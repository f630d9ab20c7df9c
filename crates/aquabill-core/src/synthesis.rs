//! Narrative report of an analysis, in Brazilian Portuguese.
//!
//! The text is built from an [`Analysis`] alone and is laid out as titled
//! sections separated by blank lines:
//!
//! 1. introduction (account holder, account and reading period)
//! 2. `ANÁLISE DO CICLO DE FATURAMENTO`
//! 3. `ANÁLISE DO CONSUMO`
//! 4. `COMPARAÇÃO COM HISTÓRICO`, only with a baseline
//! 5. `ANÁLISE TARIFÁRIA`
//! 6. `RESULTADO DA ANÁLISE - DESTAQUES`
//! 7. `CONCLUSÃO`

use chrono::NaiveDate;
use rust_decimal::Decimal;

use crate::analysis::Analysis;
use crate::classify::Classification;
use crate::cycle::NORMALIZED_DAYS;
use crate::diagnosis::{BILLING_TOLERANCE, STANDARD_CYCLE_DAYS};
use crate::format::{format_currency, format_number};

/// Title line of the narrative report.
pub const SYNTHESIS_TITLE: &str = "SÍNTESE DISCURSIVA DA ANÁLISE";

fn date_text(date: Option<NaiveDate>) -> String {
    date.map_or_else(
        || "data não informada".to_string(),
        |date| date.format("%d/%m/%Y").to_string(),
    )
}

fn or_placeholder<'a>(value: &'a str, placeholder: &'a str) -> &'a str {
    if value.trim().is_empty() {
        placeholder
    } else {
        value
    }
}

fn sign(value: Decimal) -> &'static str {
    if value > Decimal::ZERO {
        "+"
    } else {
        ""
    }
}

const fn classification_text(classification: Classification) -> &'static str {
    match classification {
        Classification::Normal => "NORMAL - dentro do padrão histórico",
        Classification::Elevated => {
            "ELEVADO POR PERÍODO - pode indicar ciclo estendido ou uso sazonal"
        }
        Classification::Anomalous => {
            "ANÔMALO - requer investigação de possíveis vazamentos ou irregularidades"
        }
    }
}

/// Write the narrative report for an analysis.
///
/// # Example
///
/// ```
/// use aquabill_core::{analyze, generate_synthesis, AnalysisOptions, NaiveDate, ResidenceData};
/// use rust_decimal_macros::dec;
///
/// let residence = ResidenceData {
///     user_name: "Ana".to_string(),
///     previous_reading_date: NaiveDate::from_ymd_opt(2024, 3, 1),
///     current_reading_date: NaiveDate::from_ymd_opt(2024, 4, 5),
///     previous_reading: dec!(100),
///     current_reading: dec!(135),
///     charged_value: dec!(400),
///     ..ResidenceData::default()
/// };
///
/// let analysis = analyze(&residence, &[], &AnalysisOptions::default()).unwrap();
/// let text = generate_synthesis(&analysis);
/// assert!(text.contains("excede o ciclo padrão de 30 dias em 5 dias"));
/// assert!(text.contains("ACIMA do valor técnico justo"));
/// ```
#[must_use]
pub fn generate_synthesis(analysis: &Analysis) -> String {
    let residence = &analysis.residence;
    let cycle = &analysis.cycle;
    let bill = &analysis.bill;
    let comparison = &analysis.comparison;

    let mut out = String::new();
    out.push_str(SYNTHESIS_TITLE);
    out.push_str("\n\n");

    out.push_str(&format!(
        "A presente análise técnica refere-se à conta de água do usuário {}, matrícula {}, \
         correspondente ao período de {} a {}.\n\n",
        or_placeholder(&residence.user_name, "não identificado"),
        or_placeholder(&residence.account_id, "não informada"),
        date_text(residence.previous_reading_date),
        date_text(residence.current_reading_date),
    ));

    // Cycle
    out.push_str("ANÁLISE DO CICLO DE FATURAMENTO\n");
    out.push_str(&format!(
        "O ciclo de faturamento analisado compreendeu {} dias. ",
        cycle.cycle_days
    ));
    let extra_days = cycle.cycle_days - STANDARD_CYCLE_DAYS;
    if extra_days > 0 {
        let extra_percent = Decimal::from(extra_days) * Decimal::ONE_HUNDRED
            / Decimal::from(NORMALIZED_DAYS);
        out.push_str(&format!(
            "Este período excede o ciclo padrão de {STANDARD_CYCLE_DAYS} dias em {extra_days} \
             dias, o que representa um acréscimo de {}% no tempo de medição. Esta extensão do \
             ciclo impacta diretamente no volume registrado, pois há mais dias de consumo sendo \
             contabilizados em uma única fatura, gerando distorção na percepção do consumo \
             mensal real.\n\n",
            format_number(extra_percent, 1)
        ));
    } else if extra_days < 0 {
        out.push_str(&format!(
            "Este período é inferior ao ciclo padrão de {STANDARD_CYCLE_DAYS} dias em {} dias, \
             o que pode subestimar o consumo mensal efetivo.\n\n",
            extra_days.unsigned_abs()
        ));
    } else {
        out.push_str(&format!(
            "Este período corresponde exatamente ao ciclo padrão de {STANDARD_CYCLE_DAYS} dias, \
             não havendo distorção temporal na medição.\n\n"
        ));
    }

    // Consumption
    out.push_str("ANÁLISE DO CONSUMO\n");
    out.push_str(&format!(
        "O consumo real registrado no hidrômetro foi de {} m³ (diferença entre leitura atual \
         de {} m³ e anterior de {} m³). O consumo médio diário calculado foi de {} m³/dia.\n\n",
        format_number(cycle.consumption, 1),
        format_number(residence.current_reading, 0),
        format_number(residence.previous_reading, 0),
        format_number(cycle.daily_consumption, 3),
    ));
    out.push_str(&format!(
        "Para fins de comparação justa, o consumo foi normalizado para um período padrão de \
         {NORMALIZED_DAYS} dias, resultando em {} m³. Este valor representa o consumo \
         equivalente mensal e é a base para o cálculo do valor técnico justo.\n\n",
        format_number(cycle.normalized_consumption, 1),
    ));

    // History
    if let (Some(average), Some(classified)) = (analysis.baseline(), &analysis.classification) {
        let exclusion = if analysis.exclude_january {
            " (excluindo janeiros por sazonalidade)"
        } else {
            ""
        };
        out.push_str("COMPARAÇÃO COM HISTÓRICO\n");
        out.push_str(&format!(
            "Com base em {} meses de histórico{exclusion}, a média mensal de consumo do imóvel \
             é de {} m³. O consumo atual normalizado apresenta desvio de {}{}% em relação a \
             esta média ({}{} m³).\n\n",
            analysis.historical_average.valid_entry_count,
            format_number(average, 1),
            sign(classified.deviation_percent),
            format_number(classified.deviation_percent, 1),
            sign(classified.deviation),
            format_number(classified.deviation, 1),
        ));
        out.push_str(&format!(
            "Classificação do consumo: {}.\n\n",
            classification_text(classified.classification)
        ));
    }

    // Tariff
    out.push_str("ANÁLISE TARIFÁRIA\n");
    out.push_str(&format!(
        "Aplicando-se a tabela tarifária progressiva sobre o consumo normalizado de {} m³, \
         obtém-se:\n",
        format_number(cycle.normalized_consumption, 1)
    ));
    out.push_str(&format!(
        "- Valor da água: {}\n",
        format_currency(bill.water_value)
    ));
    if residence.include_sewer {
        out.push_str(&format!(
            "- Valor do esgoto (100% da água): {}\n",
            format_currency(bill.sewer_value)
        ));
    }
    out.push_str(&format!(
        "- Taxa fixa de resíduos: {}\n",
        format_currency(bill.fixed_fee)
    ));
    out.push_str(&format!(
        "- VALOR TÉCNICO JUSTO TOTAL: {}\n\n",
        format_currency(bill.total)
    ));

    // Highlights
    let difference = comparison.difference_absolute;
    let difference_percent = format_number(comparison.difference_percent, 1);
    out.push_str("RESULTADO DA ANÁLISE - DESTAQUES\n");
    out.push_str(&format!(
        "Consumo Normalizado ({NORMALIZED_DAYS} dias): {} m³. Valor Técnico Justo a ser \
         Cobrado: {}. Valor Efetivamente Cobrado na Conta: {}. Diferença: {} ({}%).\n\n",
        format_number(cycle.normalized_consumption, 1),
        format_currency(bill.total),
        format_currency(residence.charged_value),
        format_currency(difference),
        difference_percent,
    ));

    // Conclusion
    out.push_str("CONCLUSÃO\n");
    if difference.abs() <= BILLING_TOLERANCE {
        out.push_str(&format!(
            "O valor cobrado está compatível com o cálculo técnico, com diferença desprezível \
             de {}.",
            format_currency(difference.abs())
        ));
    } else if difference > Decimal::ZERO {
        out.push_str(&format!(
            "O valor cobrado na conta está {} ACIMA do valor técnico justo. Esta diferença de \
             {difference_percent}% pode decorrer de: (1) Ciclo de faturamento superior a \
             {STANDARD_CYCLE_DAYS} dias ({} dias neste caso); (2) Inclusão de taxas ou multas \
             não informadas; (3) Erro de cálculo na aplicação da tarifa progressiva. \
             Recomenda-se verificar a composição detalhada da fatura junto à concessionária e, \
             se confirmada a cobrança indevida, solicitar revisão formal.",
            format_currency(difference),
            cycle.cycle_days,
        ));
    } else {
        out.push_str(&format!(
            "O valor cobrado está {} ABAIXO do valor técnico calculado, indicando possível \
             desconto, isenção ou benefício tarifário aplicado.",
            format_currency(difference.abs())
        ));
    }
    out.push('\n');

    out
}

--- Task item ---
Across the listing above, tally the lines that include "report". Only the total is wanted.

--- Task response ---
3